Hongneung Bio and Medical
This area is a bio hub created by the Seoul Metropolitan Government in northeast Seoul (Hongneung) to vitalize the biomedical startup ecosystem and develop the healthcare industry, thereby opening the Seoul Bio Hub as an innovation platform for bio startups in 2017. It possesses high potential as an industry base of new growth for bio and medical startups, with a number of universities, research institutes, and hospitals concentrated around this bio-hub. Seoul Bio Hub is a home to a total of 109 companies, including 35 pharmaceutical field, 30 medical device field, and 35 digital healthcare field. In addition, the hub supports collaboration between global bio companies, such as Johnson & Johnson, Janssen, Novartis, and MSD as well as startups, with the aim to commercialize bold technological ideas.
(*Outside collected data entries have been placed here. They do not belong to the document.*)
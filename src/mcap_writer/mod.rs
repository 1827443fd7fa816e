// Copyright 2025 coScene
//
// Licensed under the Apache License, Version 2.0 (the "License");
// you may not use this file except in compliance with the License.
// You may obtain a copy of the License at
//
//     http://www.apache.org/licenses/LICENSE-2.0
//
// Unless required by applicable law or agreed to in writing, software
// distributed under the License is distributed on an "AS IS" BASIS,
// WITHOUT WARRANTIES OR CONDITIONS OF ANY KIND, either express or implied.
// See the License for the specific language governing permissions and
// limitations under the License.

// MCAP file sink
//
// `McapWriter` configures a recording and attaches it to a context. The returned
// handle owns the file until `close` is called or the handle is dropped.

mod options;
mod sink;

use std::collections::BTreeMap;
use std::fs::File;
use std::io::{BufWriter, Seek, Write};
use std::path::Path;
use std::sync::{Arc, Weak};

use tracing::{info, warn};

pub use options::{CompressionLevel, CompressionType, McapWriteOptions, DEFAULT_CHUNK_SIZE};

use crate::channel::ChannelDescriptor;
use crate::sink::{Sink, SinkId};
use crate::sink_channel_filter::{SinkChannelFilter, SinkChannelFilterFn};
use crate::{Context, Error};
use sink::McapSink;

/// A file attached to a recording
#[derive(Debug, Clone, PartialEq, Eq, Default)]
pub struct Attachment {
    pub log_time: u64,
    pub create_time: u64,
    pub name: String,
    pub media_type: String,
    pub data: Vec<u8>,
}

/// Builder for MCAP recordings
#[must_use]
pub struct McapWriter {
    options: McapWriteOptions,
    context: Arc<Context>,
    channel_filter: Option<Arc<dyn SinkChannelFilter>>,
    supported_encodings: Option<Vec<String>>,
}

impl Default for McapWriter {
    fn default() -> Self {
        Self::with_options(McapWriteOptions::default())
    }
}

impl McapWriter {
    pub fn new() -> Self {
        Self::default()
    }

    pub fn with_options(options: McapWriteOptions) -> Self {
        Self {
            options,
            context: Context::get_default(),
            channel_filter: None,
            supported_encodings: None,
        }
    }

    /// Records channels from this context instead of the default one.
    pub fn context(mut self, context: &Arc<Context>) -> Self {
        self.context = context.clone();
        self
    }

    pub fn channel_filter(mut self, filter: Arc<dyn SinkChannelFilter>) -> Self {
        self.channel_filter = Some(filter);
        self
    }

    pub fn channel_filter_fn(
        self,
        filter: impl Fn(&ChannelDescriptor<'_>) -> bool + Send + Sync + 'static,
    ) -> Self {
        self.channel_filter(Arc::new(SinkChannelFilterFn::new(filter)))
    }

    /// Only records channels with one of these message encodings.
    pub fn supported_encodings(
        mut self,
        encodings: impl IntoIterator<Item = impl Into<String>>,
    ) -> Self {
        self.supported_encodings = Some(encodings.into_iter().map(Into::into).collect());
        self
    }

    /// Creates a new file at `path` and starts recording into it.
    ///
    /// Fails with `AlreadyExists` if the file exists, unless `truncate` is set.
    pub fn create_new_buffered_file(
        self,
        path: impl AsRef<Path>,
    ) -> Result<McapWriterHandle<BufWriter<File>>, Error> {
        let path = path.as_ref();
        let path_str = path.to_str().ok_or_else(|| {
            Error::Utf8Error(format!("path is not valid UTF-8: {}", path.display()))
        })?;
        let file = if self.options.truncate {
            File::create(path)?
        } else {
            File::options().write(true).create_new(true).open(path)?
        };
        info!("Recording to MCAP file {}", path_str);
        self.create(BufWriter::new(file))
    }

    /// Starts recording into `writer`.
    pub fn create<W: Write + Seek + Send + 'static>(
        self,
        writer: W,
    ) -> Result<McapWriterHandle<W>, Error> {
        let sink = Arc::new(McapSink::new(
            writer,
            &self.options,
            self.channel_filter,
            self.supported_encodings,
        )?);
        self.context.add_sink(sink.clone());
        Ok(McapWriterHandle {
            sink,
            context: Arc::downgrade(&self.context),
        })
    }
}

/// Handle to an active MCAP recording
///
/// Dropping the handle finishes the file. Call [`McapWriterHandle::close`] to observe
/// errors and get the underlying writer back.
#[must_use]
pub struct McapWriterHandle<W: Write + Seek + Send + 'static> {
    sink: Arc<McapSink<W>>,
    context: Weak<Context>,
}

impl<W: Write + Seek + Send + 'static> McapWriterHandle<W> {
    pub fn sink_id(&self) -> SinkId {
        self.sink.id()
    }

    /// Writes a metadata record. An empty map writes nothing.
    pub fn write_metadata(
        &self,
        name: &str,
        metadata: BTreeMap<String, String>,
    ) -> Result<(), Error> {
        if metadata.is_empty() {
            return Ok(());
        }
        self.sink.write_metadata(name, metadata)
    }

    pub fn write_attachment(&self, attachment: Attachment) -> Result<(), Error> {
        self.sink.write_attachment(&attachment)
    }

    /// Detaches the sink, finishes the file and returns the underlying writer.
    pub fn close(self) -> Result<W, Error> {
        self.finish()?.ok_or(Error::SinkClosed)
    }

    fn finish(&self) -> Result<Option<W>, Error> {
        if let Some(context) = self.context.upgrade() {
            context.remove_sink(self.sink.id());
        }
        self.sink.finish()
    }
}

impl<W: Write + Seek + Send + 'static> Drop for McapWriterHandle<W> {
    fn drop(&mut self) {
        if let Err(e) = self.finish() {
            warn!("Failed to finish MCAP file: {}", e);
        }
    }
}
Suseo Robotics, AI and ICT
The Seoul Metropolitan Government selected this district as a target area for the “Robot Plus Competitiveness Support Project” in June 2020, and plans to invest a total of KRW 34.7 billion to build it into a robot and AI research facility. This area is expected to serve as a basis for enhancing the competitiveness of the Industry 4.0 sectors, focusing on attracting robotics companies, the creation of venture towns and testbeds, and the composition of cooperative governance. Seoul Metropolitan Government aims to develop the Suseo area into one of the world's top 3 robot clusters along with Massachusetts in the United States and Odense in Denmark.
Yangjae AI, ICT and R&D
The Seoul Metropolitan Government created this cluster to prepare for Industry 4.0. Having established “AI Yangjae Hub” as a technology startup incubator in 2017, this district fosters talents related to artificial intelligence and big data and discovers AI-specialized companies, providing them with incubation, commercialization funds, technical advice, in addition to marketing as a way to support their growth into global unicorn companies. Accordingly, the Seoul Metropolitan Government plans to open the “AI Support Center” in partnership with the KAIST Graduate School of AI in 2023 and the AI R&D Campus as a core part of the public anchor facility in 2027. In addition, Seoul is aiming for the “The Yangjae Era: An AI Industry That Represents Korea” by designating this area as a specialized zone and district that has a high concentration of research centers for large corporations such as Samsung, Hyundai, LG, and KT, in addition to 280 SMEs-affiliated research institutes.